I have such a weak spot for spicy food. Like just give it all to me, but I also have a weak spot for healthy food that is super quick to pull together. Enter curried chicken and roasted vegetables. This dish has so much flavor, and it’s so easy and quick to make.
- 500 grams butternut squash in 1-inch cubes
- 200 grams brussels sprouts, halved
- 1 large red onions, cut into thin wedges
- half a cup canola oil (reduce as you feel, because this is a lot!)
- Salt and freshly ground pepper
- half a cup plain fat-free Greek yogurt, plus more for serving
- 1 tablespoons minced fresh ginger
- 1 large garlic cloves, minced
- 0.5 tablespoon Madras curry powder
- 600 grams skinless, boneless chicken thighs ( for healthier version use chicken breast fillets)
- Warm naan, for serving
- Preheat the oven to 450° and position racks in the upper and middle thirds. In a very large bowl, toss the butternut squash with the brussels sprouts, onion wedges and 1/2 cup of the canola oil; season with salt and pepper. Spread the vegetables in a large baking tray
- In the same bowl, combine the cup of yogurt with the ginger, garlic, curry powder and the remaining 1/2 cup of oil and season with salt and pepper. Add the chicken and toss until thoroughly coated. (I usually do this the evening before and leave it to marinate!)
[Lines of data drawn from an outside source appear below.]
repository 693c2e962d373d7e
//! Horizontal drag to save/skip translation.

use crate::types::Decision;

/// Minimum horizontal travel, in pointer units, that counts as a swipe.
pub const DEFAULT_SWIPE_THRESHOLD: f32 = 100.0;

/// Travel at which the card starts tilting toward a decision.
pub const HINT_THRESHOLD: f32 = 50.0;

/// Tracks one drag from press to release.
#[derive(Debug, Clone, PartialEq)]
pub struct SwipeTracker {
    threshold: f32,
    start_x: Option<f32>,
    current_x: Option<f32>,
}

impl Default for SwipeTracker {
    fn default() -> Self {
        Self::new(DEFAULT_SWIPE_THRESHOLD)
    }
}

impl SwipeTracker {
    pub fn new(threshold: f32) -> Self {
        Self {
            threshold: threshold.abs(),
            start_x: None,
            current_x: None,
        }
    }

    pub fn start(&mut self, x: f32) {
        self.start_x = Some(x);
        self.current_x = None;
    }

    /// Records pointer movement; ignored unless a drag is active.
    pub fn update(&mut self, x: f32) {
        if self.start_x.is_some() {
            self.current_x = Some(x);
        }
    }

    pub fn is_dragging(&self) -> bool {
        self.start_x.is_some()
    }

    /// Signed travel since `start`; zero before the first move.
    pub fn displacement(&self) -> f32 {
        match (self.start_x, self.current_x) {
            (Some(start), Some(current)) => current - start,
            _ => 0.0,
        }
    }

    /// Direction the card should lean while still dragging.
    pub fn hint(&self) -> Option<Decision> {
        let dx = self.displacement();
        if !self.is_dragging() || dx.abs() < HINT_THRESHOLD {
            return None;
        }
        Some(if dx > 0.0 { Decision::Save } else { Decision::Skip })
    }

    /// Ends the drag. Travel strictly beyond the threshold decides; anything
    /// shorter snaps the card back and yields `None`.
    pub fn end(&mut self) -> Option<Decision> {
        let dx = self.displacement();
        self.start_x = None;
        self.current_x = None;

        if dx > self.threshold {
            Some(Decision::Save)
        } else if dx < -self.threshold {
            Some(Decision::Skip)
        } else {
            None
        }
    }

    pub fn cancel(&mut self) {
        self.start_x = None;
        self.current_x = None;
    }
}
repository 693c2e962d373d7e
//! Single-writer async runtime and event stream APIs.

/// Event stream types emitted by the runtime.
pub mod events;
/// Handle and command loop implementation.
pub mod handle;
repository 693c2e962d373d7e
//! Built-in demo data compiled into the crate.

use hashbrown::HashMap;

use crate::{
    item::FoodItem,
    types::UserId,
    user::{FoodPreference, User, UserMatch},
};

/// Decodes the bundled Hyderabad food catalog.
pub fn food_items() -> Result<Vec<FoodItem>, serde_json::Error> {
    serde_json::from_str(include_str!("fixtures/catalog.json"))
}

/// Decodes the bundled demo accounts.
pub fn users() -> Result<Vec<User>, serde_json::Error> {
    serde_json::from_str(include_str!("fixtures/users.json"))
}

/// Decodes the bundled taste profiles keyed by user id.
pub fn preferences() -> Result<HashMap<UserId, FoodPreference>, serde_json::Error> {
    serde_json::from_str(include_str!("fixtures/preferences.json"))
}

/// Decodes the bundled buddy matches.
pub fn matches() -> Result<Vec<UserMatch>, serde_json::Error> {
    serde_json::from_str(include_str!("fixtures/matches.json"))
}
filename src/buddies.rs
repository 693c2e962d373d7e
//! Session-scoped buddy matches between users with shared tastes.

use hashbrown::HashMap;
use tracing::debug;

use crate::{
    fixtures,
    types::UserId,
    user::{FoodPreference, MatchStatus, User, UserMatch},
};

#[derive(Debug, Clone, PartialEq, Eq)]
pub enum BuddyError {
    UnknownMatch(String),
    /// The match pairs two other users.
    NotParticipant(String),
    /// Only pending matches can be answered.
    AlreadyAnswered(String),
}

/// Match list plus the user and preference lookups needed to render it.
#[derive(Debug, Clone, Default)]
pub struct BuddyBook {
    users: HashMap<UserId, User>,
    preferences: HashMap<UserId, FoodPreference>,
    matches: Vec<UserMatch>,
}

impl BuddyBook {
    pub fn new(
        users: Vec<User>,
        preferences: HashMap<UserId, FoodPreference>,
        matches: Vec<UserMatch>,
    ) -> Self {
        Self {
            users: users.into_iter().map(|u| (u.id.clone(), u)).collect(),
            preferences,
            matches,
        }
    }

    pub fn builtin() -> Result<Self, serde_json::Error> {
        Ok(Self::new(
            fixtures::users()?,
            fixtures::preferences()?,
            fixtures::matches()?,
        ))
    }

    pub fn matches_for(&self, user_id: &str) -> Vec<&UserMatch> {
        self.matches.iter().filter(|m| m.involves(user_id)).collect()
    }

    pub fn matches_for_cloned(&self, user_id: &str) -> Vec<UserMatch> {
        self.matches_for(user_id).into_iter().cloned().collect()
    }

    /// The user on the other side of `m` from `user_id`.
    pub fn counterpart(&self, m: &UserMatch, user_id: &str) -> Option<&User> {
        self.users.get(m.other_side(user_id))
    }

    pub fn preferences(&self, user_id: &str) -> Option<&FoodPreference> {
        self.preferences.get(user_id)
    }

    /// Accepts a pending match on behalf of `user_id`.
    pub fn accept(&mut self, user_id: &str, match_id: &str) -> Result<&UserMatch, BuddyError> {
        self.answer(user_id, match_id, MatchStatus::Accepted)
    }

    /// Rejects a pending match on behalf of `user_id`.
    pub fn reject(&mut self, user_id: &str, match_id: &str) -> Result<&UserMatch, BuddyError> {
        self.answer(user_id, match_id, MatchStatus::Rejected)
    }

    fn answer(&mut self, user_id: &str, match_id: &str, status: MatchStatus) -> Result<&UserMatch, BuddyError> {
        let m = self
            .matches
            .iter_mut()
            .find(|m| m.id == match_id)
            .ok_or_else(|| BuddyError::UnknownMatch(match_id.to_string()))?;
        if !m.involves(user_id) {
            return Err(BuddyError::NotParticipant(match_id.to_string()));
        }
        if m.status != MatchStatus::Pending {
            return Err(BuddyError::AlreadyAnswered(match_id.to_string()));
        }
        m.status = status;
        debug!(user_id, match_id, ?status, "match answered");
        Ok(&*m)
    }
}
- Arrange the chicken on top of the vegetables. Roast for about 40 minutes, rotating the veggies halfway through, until the vegetables are nearly tender and the chicken is nearly cooked through. Take out and pour off any liquid in the pan and roast for about 20 minutes longer, until the vegetables are tender and the chicken is lightly browned. Transfer the chicken and vegetables to a platter and serve with warm naan and yogurt. I add a little chutney to it if I have any laying around and some sriracha sauce for some added kick. Have I mentioned I like spicy food?